- **What you will do**: As the answer, give a copy of each line below that includes the word "RawFrame".

+ + + + +

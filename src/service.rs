use std::sync::Arc;

use serde::{Deserialize, Serialize};

use crate::{
    cache::{CacheStats, FrameCache},
    config::FlipbookConfig,
    foundation::error::{FlipbookError, FlipbookResult},
    pipeline::{EncodedFrame, FramePipeline},
    source::{FrameSource, build_source},
};

#[derive(Clone, Copy, Debug, PartialEq, Eq, Serialize, Deserialize)]
#[serde(rename_all = "snake_case")]
pub enum SourceStatus {
    Ready,
    NoImages,
    Error,
}

/// Body of the info query.
#[derive(Clone, Copy, Debug, PartialEq, Eq, Serialize, Deserialize)]
pub struct InfoResponse {
    pub total: usize,
    pub status: SourceStatus,
}

/// Body of a successful frame query.
#[derive(Clone, Debug, PartialEq, Eq, Serialize, Deserialize)]
pub struct FrameSuccess {
    pub success: bool,
    pub image: String,
    pub index: usize,
    pub total: usize,
}

/// Body of a failed frame query.
#[derive(Clone, Debug, PartialEq, Eq, Serialize, Deserialize)]
pub struct FrameFailure {
    pub success: bool,
    pub error: String,
}

/// Frame query result; serializes to exactly one of the two body shapes.
#[derive(Clone, Debug, PartialEq, Eq, Serialize, Deserialize)]
#[serde(untagged)]
pub enum FrameResponse {
    Success(FrameSuccess),
    Failure(FrameFailure),
}

impl FrameResponse {
    pub fn is_success(&self) -> bool {
        matches!(self, Self::Success(_))
    }
}

/// Owned composition of source, cache and pipeline; create once and share with handlers.
pub struct FrameService {
    source: Box<dyn FrameSource>,
    cache: FrameCache,
    pipeline: FramePipeline,
}

impl FrameService {
    pub fn new(source: Box<dyn FrameSource>, cache: FrameCache, pipeline: FramePipeline) -> Self {
        Self {
            source,
            cache,
            pipeline,
        }
    }

    pub fn from_config(cfg: &FlipbookConfig) -> FlipbookResult<Self> {
        cfg.validate()?;
        Ok(Self::new(
            build_source(&cfg.source)?,
            FrameCache::new(cfg.cache.capacity, cfg.cache.eviction),
            FramePipeline::new(cfg.pipeline),
        ))
    }

    pub fn source(&self) -> &dyn FrameSource {
        self.source.as_ref()
    }

    pub fn cache_stats(&self) -> CacheStats {
        self.cache.stats()
    }

    pub fn cached_frames(&self) -> usize {
        self.cache.len()
    }

    pub fn total(&self) -> FlipbookResult<usize> {
        Ok(self.source.list()?.len())
    }

    /// Enumeration failures degrade to `error` rather than failing the query.
    pub fn info(&self) -> InfoResponse {
        match self.source.list() {
            Ok(list) if list.is_empty() => InfoResponse {
                total: 0,
                status: SourceStatus::NoImages,
            },
            Ok(list) => InfoResponse {
                total: list.len(),
                status: SourceStatus::Ready,
            },
            Err(e) => {
                tracing::warn!(error = %e, "frame enumeration failed");
                InfoResponse {
                    total: 0,
                    status: SourceStatus::Error,
                }
            }
        }
    }

    /// Resolve `index` through source, cache and pipeline. Failures are not retried.
    #[tracing::instrument(skip(self))]
    pub fn get_frame(&self, index: i64) -> FlipbookResult<Arc<EncodedFrame>> {
        let list = self.source.list()?;
        let id = usize::try_from(index)
            .ok()
            .and_then(|i| list.get(i))
            .ok_or_else(|| {
                FlipbookError::not_found(format!(
                    "frame index {index} out of range [0, {})",
                    list.len()
                ))
            })?;
        self.cache.get_or_compute(id, || {
            let raw = self.source.fetch(id)?;
            self.pipeline.encode_raw(&raw)
        })
    }

    /// [`FrameService::get_frame`] mapped onto the response shapes; never panics or errors.
    pub fn frame_response(&self, index: i64) -> FrameResponse {
        let frame = self
            .get_frame(index)
            .and_then(|frame| Ok((frame, self.total()?)));
        match frame {
            Ok((frame, total)) => FrameResponse::Success(FrameSuccess {
                success: true,
                image: frame.data_url().to_string(),
                index: index as usize,
                total,
            }),
            Err(e) => {
                tracing::debug!(index, error = %e, "frame query failed");
                FrameResponse::Failure(FrameFailure {
                    success: false,
                    error: e.to_string(),
                })
            }
        }
    }
}
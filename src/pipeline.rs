use std::sync::Arc;

use anyhow::Context as _;
use base64::Engine as _;
use image::{DynamicImage, GenericImageView as _, codecs::jpeg::JpegEncoder, imageops::FilterType};
use serde::{Deserialize, Serialize};

use crate::{
    foundation::error::{FlipbookError, FlipbookResult},
    source::RawFrame,
};

pub const DEFAULT_MAX_WIDTH: u32 = 1200;
pub const DEFAULT_QUALITY: u8 = 85;

/// MIME type of every frame the pipeline produces.
pub const FRAME_MIME: &str = "image/jpeg";

#[derive(Clone, Copy, Debug, PartialEq, Eq, Serialize, Deserialize)]
#[serde(default, deny_unknown_fields)]
pub struct PipelineSettings {
    /// Frames wider than this are downscaled to exactly this width.
    pub max_width: u32,
    /// JPEG quality, 1..=100.
    pub quality: u8,
}

impl Default for PipelineSettings {
    fn default() -> Self {
        Self {
            max_width: DEFAULT_MAX_WIDTH,
            quality: DEFAULT_QUALITY,
        }
    }
}

/// Transport-ready frame. Immutable once produced.
#[derive(Clone, Debug, PartialEq, Eq)]
pub struct EncodedFrame {
    /// Encoded image bytes.
    pub bytes: Arc<[u8]>,
    pub mime: &'static str,
    /// Dimensions of the decoded input.
    pub source_width: u32,
    pub source_height: u32,
    /// Dimensions after downscaling.
    pub width: u32,
    pub height: u32,
    data_url: String,
}

impl EncodedFrame {
    /// `data:<mime>;base64,<payload>`, decodable directly by a browser.
    pub fn data_url(&self) -> &str {
        &self.data_url
    }
}

/// Decode, normalize, downscale and re-encode frames.
#[derive(Clone, Debug, Default)]
pub struct FramePipeline {
    settings: PipelineSettings,
}

impl FramePipeline {
    pub fn new(settings: PipelineSettings) -> Self {
        Self { settings }
    }

    pub fn settings(&self) -> PipelineSettings {
        self.settings
    }

    /// Encode raw image bytes; `DecodeError` if they are not a supported image.
    pub fn encode(&self, bytes: &[u8]) -> FlipbookResult<EncodedFrame> {
        let img = image::load_from_memory(bytes)
            .map_err(|e| FlipbookError::decode(format!("decode image from memory: {e}")))?;
        self.encode_image(&img)
    }

    pub fn encode_raw(&self, raw: &RawFrame) -> FlipbookResult<EncodedFrame> {
        match raw {
            RawFrame::Bytes(bytes) => self.encode(bytes),
            RawFrame::Decoded(img) => self.encode_image(img),
        }
    }

    #[tracing::instrument(skip_all, fields(w = img.width(), h = img.height()))]
    pub fn encode_image(&self, img: &DynamicImage) -> FlipbookResult<EncodedFrame> {
        let (source_width, source_height) = img.dimensions();
        if source_width == 0 || source_height == 0 {
            return Err(FlipbookError::decode("image has zero width or height"));
        }

        let (width, height) =
            scaled_dimensions(source_width, source_height, self.settings.max_width);
        // to_rgb8 drops alpha and widens gray/16-bit layouts to 8-bit RGB.
        let rgb = if (width, height) == (source_width, source_height) {
            img.to_rgb8()
        } else {
            img.resize_exact(width, height, FilterType::Lanczos3).to_rgb8()
        };

        let mut buf = Vec::new();
        JpegEncoder::new_with_quality(&mut buf, self.settings.quality)
            .encode_image(&rgb)
            .context("jpeg encode")?;

        let data_url = format!(
            "data:{FRAME_MIME};base64,{}",
            base64::engine::general_purpose::STANDARD.encode(&buf)
        );
        tracing::debug!(width, height, bytes = buf.len(), "frame encoded");

        Ok(EncodedFrame {
            bytes: buf.into(),
            mime: FRAME_MIME,
            source_width,
            source_height,
            width,
            height,
            data_url,
        })
    }
}

/// Output size for a `w`x`h` input: unchanged up to `max_width`, otherwise exactly `max_width`
/// wide with the height scaled proportionally and rounded.
pub fn scaled_dimensions(w: u32, h: u32, max_width: u32) -> (u32, u32) {
    if w <= max_width {
        return (w, h);
    }
    let scaled = (f64::from(h) * f64::from(max_width) / f64::from(w)).round();
    (max_width, (scaled as u32).max(1))
}

#[cfg(test)]
#[path = "../tests/unit/pipeline.rs"]
mod tests;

+ + + + +

- **Response for this exercise**:
    source::RawFrame,
    pub fn encode_raw(&self, raw: &RawFrame) -> FlipbookResult<EncodedFrame> {
            RawFrame::Bytes(bytes) => self.encode(bytes),
            RawFrame::Decoded(img) => self.encode_image(img),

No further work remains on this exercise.